高価格帯の都心マンションは、管理費・修繕積立金の水準も高めです。 月5万〜15万円を超えるケースも珍しくなく、これをローン返済額に加算した「実質月額」を試算しないと、キャッシュフロー計画がずれてしまいます。

管理費の水準と選び方については、管理費が高い・安い、どちらを選ぶ?後悔しないためのやさしい見方で詳しく解説しています。

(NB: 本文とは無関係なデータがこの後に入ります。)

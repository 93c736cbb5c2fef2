use log::{debug, trace};

use crate::error::NestingError;
use crate::nesting::expander::RuleExpander;
use crate::nesting::options::{NestingContext, StalePolicy};
use crate::nesting::snapshot::RuleSnapshot;
use crate::sheet::style_tree::{is_attached, Document};

/// Counters for one pass over a document.
#[derive(Debug, Clone, Copy, Default, PartialEq, Eq)]
pub struct PassStats {
    /// Rules present when the pass started.
    pub enumerated: usize,
    /// Expander calls made.
    pub dispatched: usize,
    /// Entries no longer in the tree when their turn came.
    pub skipped: usize,
}

/// Flatten `document` in place, calling `expander` once for each rule that
/// existed when the pass started.
///
/// The rule list is captured before the first call, in document order with
/// parents ahead of their nested rules. Rules the expander creates are never
/// handed back to it during this pass. An expander error stops the pass and is
/// returned as-is; whatever was already rewritten stays rewritten.
///
/// # Arguments
///
/// * `document` - The sheet to flatten.
/// * `context` - Options and source information passed through to every call.
/// * `expander` - Flattens one rule's immediate nesting.
pub fn run<E>(
    document: &Document,
    context: &NestingContext,
    expander: &mut E,
) -> Result<PassStats, NestingError>
where
    E: RuleExpander + ?Sized,
{
    let snapshot = RuleSnapshot::capture(document);
    let mut stats = PassStats {
        enumerated: snapshot.len(),
        ..PassStats::default()
    };
    debug!("flattening {} rules", stats.enumerated);

    for rule in &snapshot {
        if context.options.stale_policy == StalePolicy::Skip && !is_attached(rule) {
            debug!("skipping rule removed earlier in the pass");
            stats.skipped += 1;
            continue;
        }
        if let Some(r) = rule.borrow().as_rule() {
            trace!("expanding `{}`", r.selector_text());
        }
        expander.expand(rule, context)?;
        stats.dispatched += 1;
    }

    debug!(
        "flattening done: {} dispatched, {} skipped",
        stats.dispatched, stats.skipped
    );
    Ok(stats)
}

#[cfg(test)]
mod tests {
    use super::*;
    use crate::nesting::expander::NestedRuleExpander;
    use crate::nesting::options::NestingOptions;
    use crate::sheet::style_tree::*;
    use std::rc::Rc;

    /// Wraps the standard expander and records every rule it is handed.
    struct Recording {
        seen: Vec<NodeRef>,
    }

    impl RuleExpander for Recording {
        fn expand(&mut self, rule: &NodeRef, context: &NestingContext) -> Result<(), NestingError> {
            self.seen.push(Rc::clone(rule));
            NestedRuleExpander.expand(rule, context)
        }
    }

    fn nested_x_y_z() -> Document {
        // x { color: red; y { color: blue; } z { color: green; } }
        let doc = Document::new();
        let x = doc.append(new_rule("x")).unwrap();
        append_child(&x, new_declaration("color", "red")).unwrap();
        let y = append_child(&x, new_rule("y")).unwrap();
        append_child(&y, new_declaration("color", "blue")).unwrap();
        let z = append_child(&x, new_rule("z")).unwrap();
        append_child(&z, new_declaration("color", "green")).unwrap();
        doc
    }

    #[test]
    fn test_each_original_rule_expanded_once() {
        let doc = nested_x_y_z();
        let original = RuleSnapshot::capture(&doc);
        let mut recording = Recording { seen: Vec::new() };

        let stats = run(&doc, &NestingContext::default(), &mut recording).unwrap();

        assert_eq!(stats.enumerated, 3);
        assert_eq!(stats.dispatched, 3);
        assert_eq!(recording.seen.len(), 3);
        for (seen, expected) in recording.seen.iter().zip(original.iter()) {
            assert!(Rc::ptr_eq(seen, expected));
        }
    }

    #[test]
    fn test_created_rules_are_never_dispatched() {
        // Declarations after a nested rule are split off into a new rule.
        let doc = Document::new();
        let a = doc.append(new_rule("a")).unwrap();
        let b = append_child(&a, new_rule("b")).unwrap();
        append_child(&b, new_rule("c")).unwrap();
        append_child(&b, new_declaration("margin", "0")).unwrap();
        append_child(&a, new_declaration("color", "red")).unwrap();

        let original = RuleSnapshot::capture(&doc);
        let mut recording = Recording { seen: Vec::new() };
        let context = NestingContext::new(NestingOptions::default().with_preserve_empty(true));
        run(&doc, &context, &mut recording).unwrap();

        assert_eq!(recording.seen.len(), original.len());
        assert!(recording.seen.iter().all(|rule| original.contains(rule)));
        // a and b were split, so more rules exist than were dispatched
        assert!(RuleSnapshot::capture(&doc).len() > original.len());
    }

    #[test]
    fn test_second_pass_is_a_no_op() {
        let doc = nested_x_y_z();
        let context = NestingContext::default();
        run(&doc, &context, &mut NestedRuleExpander).unwrap();
        let first = doc.to_string();

        let mut calls = 0;
        let mut counting = |_: &NodeRef, _: &NestingContext| -> Result<(), NestingError> {
            calls += 1;
            Ok(())
        };
        let stats = run(&doc, &context, &mut counting).unwrap();
        // Nothing nested is left, so the standard expander has nothing to do either.
        run(&doc, &context, &mut NestedRuleExpander).unwrap();

        assert_eq!(calls, 3);
        assert_eq!(stats.dispatched, 3);
        assert_eq!(doc.to_string(), first);
    }

    #[test]
    fn test_expander_error_aborts_pass() {
        let doc = nested_x_y_z();
        let mut calls = 0;
        let mut failing = |rule: &NodeRef, context: &NestingContext| {
            calls += 1;
            if calls == 2 {
                return Err(NestingError::Print("boom".to_string()));
            }
            NestedRuleExpander.expand(rule, context)
        };

        let err = run(&doc, &NestingContext::default(), &mut failing).unwrap_err();

        assert_eq!(err, NestingError::Print("boom".to_string()));
        assert_eq!(calls, 2);
        // x was already flattened and stays that way
        let top: Vec<String> = doc
            .children()
            .iter()
            .map(|n| n.borrow().as_rule().unwrap().selector_text())
            .collect();
        assert_eq!(top, vec!["x", "x y", "x z"]);
    }

    /// Removes `b` from the tree while expanding `a`, before `b` is reached.
    fn remove_b_while_expanding_a(
        b: NodeRef,
    ) -> impl FnMut(&NodeRef, &NestingContext) -> Result<(), NestingError> {
        move |rule: &NodeRef, _: &NestingContext| {
            let is_a = rule.borrow().as_rule().is_some_and(|r| r.selector_text() == "a");
            if is_a {
                detach(&b);
            }
            Ok(())
        }
    }

    fn a_then_b() -> (Document, NodeRef) {
        let doc = Document::new();
        doc.append(new_rule("a")).unwrap();
        let b = doc.append(new_rule("b")).unwrap();
        (doc, b)
    }

    #[test]
    fn test_stale_entry_skipped_by_default() {
        let (doc, b) = a_then_b();
        let mut seen = Vec::new();
        let mut inner = remove_b_while_expanding_a(Rc::clone(&b));
        let mut expander = |rule: &NodeRef, context: &NestingContext| {
            seen.push(rule.borrow().as_rule().unwrap().selector_text());
            inner(rule, context)
        };

        let stats = run(&doc, &NestingContext::default(), &mut expander).unwrap();

        assert_eq!(seen, vec!["a"]);
        assert_eq!(
            stats,
            PassStats {
                enumerated: 2,
                dispatched: 1,
                skipped: 1
            }
        );
    }

    #[test]
    fn test_stale_entry_dispatched_when_configured() {
        let (doc, b) = a_then_b();
        append_child(&b, new_rule("c")).unwrap();
        let context = NestingContext::new(
            NestingOptions::default().with_stale_policy(StalePolicy::Dispatch),
        );
        let mut seen = Vec::new();
        let mut remove = remove_b_while_expanding_a(Rc::clone(&b));
        let mut expander = |rule: &NodeRef, context: &NestingContext| {
            seen.push(rule.borrow().as_rule().unwrap().selector_text());
            remove(rule, context)?;
            NestedRuleExpander.expand(rule, context)
        };

        let stats = run(&doc, &context, &mut expander).unwrap();

        // b and its child c are still handed over; the standard expander
        // leaves the detached subtree alone.
        assert_eq!(seen, vec!["a", "b", "c"]);
        assert_eq!(stats.skipped, 0);
        assert_eq!(children_of(&b).len(), 1);
        assert_eq!(doc.children().len(), 1);
    }

    #[test]
    fn test_rules_inside_at_rules_are_flattened() {
        // @media print { a { b { color: red; } } }
        let doc = Document::new();
        let media = doc.append(new_at_rule("media", "print")).unwrap();
        let a = append_child(&media, new_rule("a")).unwrap();
        let b = append_child(&a, new_rule("b")).unwrap();
        append_child(&b, new_declaration("color", "red")).unwrap();

        let stats = run(&doc, &NestingContext::default(), &mut NestedRuleExpander).unwrap();

        assert_eq!(stats.dispatched, 2);
        let inside = children_of(&media);
        assert_eq!(inside.len(), 1);
        assert_eq!(inside[0].borrow().as_rule().unwrap().selector_text(), "a b");
        assert!(RuleSnapshot::capture(&doc)
            .iter()
            .all(|rule| !has_rule_ancestor(rule)));
    }
}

また、修繕積立金の月額は将来的に値上がりするケースが多いため、長期計画への組み込みが必要です。修繕積立金の実態については、修繕積立金が高すぎる・安すぎるマンション、どう見分ける?をあわせてご覧ください。


諸費用で失敗しないチェックリスト

購入前に確認しておきたい項目を整理しました。

見積書で確認すべき項目

見積書を受け取ったら、以下の項目が網羅されているか確認してください。

  • 印紙税(売買契約書・ローン契約書)
  • 登録免許税(所有権移転・抵当権設定)
  • 司法書士報酬
  • 仲介手数料(税込)
  • ローン事務手数料・保証料
  • 火災保険・地震保険料
  • 固定資産税等の清算金(概算でも)
  • 不動産取得税(別途納付が一般的)

見積書に載っていない項目は「含まない」のか「後払い」なのかを確認することが大切です。

「諸費用に含む/含まない」の線引き

以下は諸費用に含まれないことが多い費用です。資金計画では別枠で確保してください。

  • 手付金(売買代金の一部)
  • 引っ越し費用
  • 家具・家電購入費
  • リノベーション工事費(中古購入の場合)
  • 入居後の修繕・クリーニング費用

中古マンションにリノベーション費用を加えた資金計画の立て方については、中古購入+リノベの資金計画|住宅ローンとリフォーム費用をやさしく整える方法で詳しくご説明しています。

相談前に準備する情報

資金計画の相談をよりスムーズにするために、以下を事前に整理しておくと効果的です。

  • 自己資金(頭金+諸費用として使える現金)の総額
  • 年収・勤続年数(ローン審査の基礎情報)
  • 希望エリア・条件(新築/中古、広さ、価格帯)
  • 月々のローン返済許容額

よくある質問

Q. 諸費用は住宅ローンに組み込める?

金融機関によっては「諸費用込みローン」を提供している場合があります。ただし、ローン額が増えると月々の返済額・総返済額も増えるため、自己資金の余裕があるなら諸費用は現金で払うほうが総コストを抑えられます。金融機関ごとの条件を比較してご判断ください。

Q. 手付金は諸費用に含まれる?

手付金は売買代金の一部として扱われるため、一般的に「諸費用」には含まれません。ただし契約時に現金で必要な点は同じであるため、資金計画には必ず含めて考えてください。

Q. 中古マンションはなぜ諸費用率が高い?

主な理由は2つです。①仲介手数料(物件価格の3%+6万円+税)が発生すること、②登録免許税の税率が要件によっては新築より高くなるケースがあること。特に高価格帯では仲介手数料の絶対額が大きくなります。


まとめ|物件価格だけでなく「総額」で意思決定する

マンション購入において、諸費用は決して小さくない出費です。 特に6,000万円以上の高価格帯では、新築・中古ともに数百万〜数千万円規模の現金が動きます。

押さえておきたいポイントを改めて整理します。

  • 諸費用の目安:新築3〜6%、中古6〜10%
  • 中古で特に注意:仲介手数料の絶対額、税制軽減の適用要件
  • 現金キャッシュフロー:契約時・引渡し時・入居後に分けて把握する
  • 「総額」で判断:ローン返済+管理費+修繕積立金を含めた実質月額を試算する

費用を最小化するより、「見落としをなくし、判断を安定させること」 が高価格帯の購入では重要です。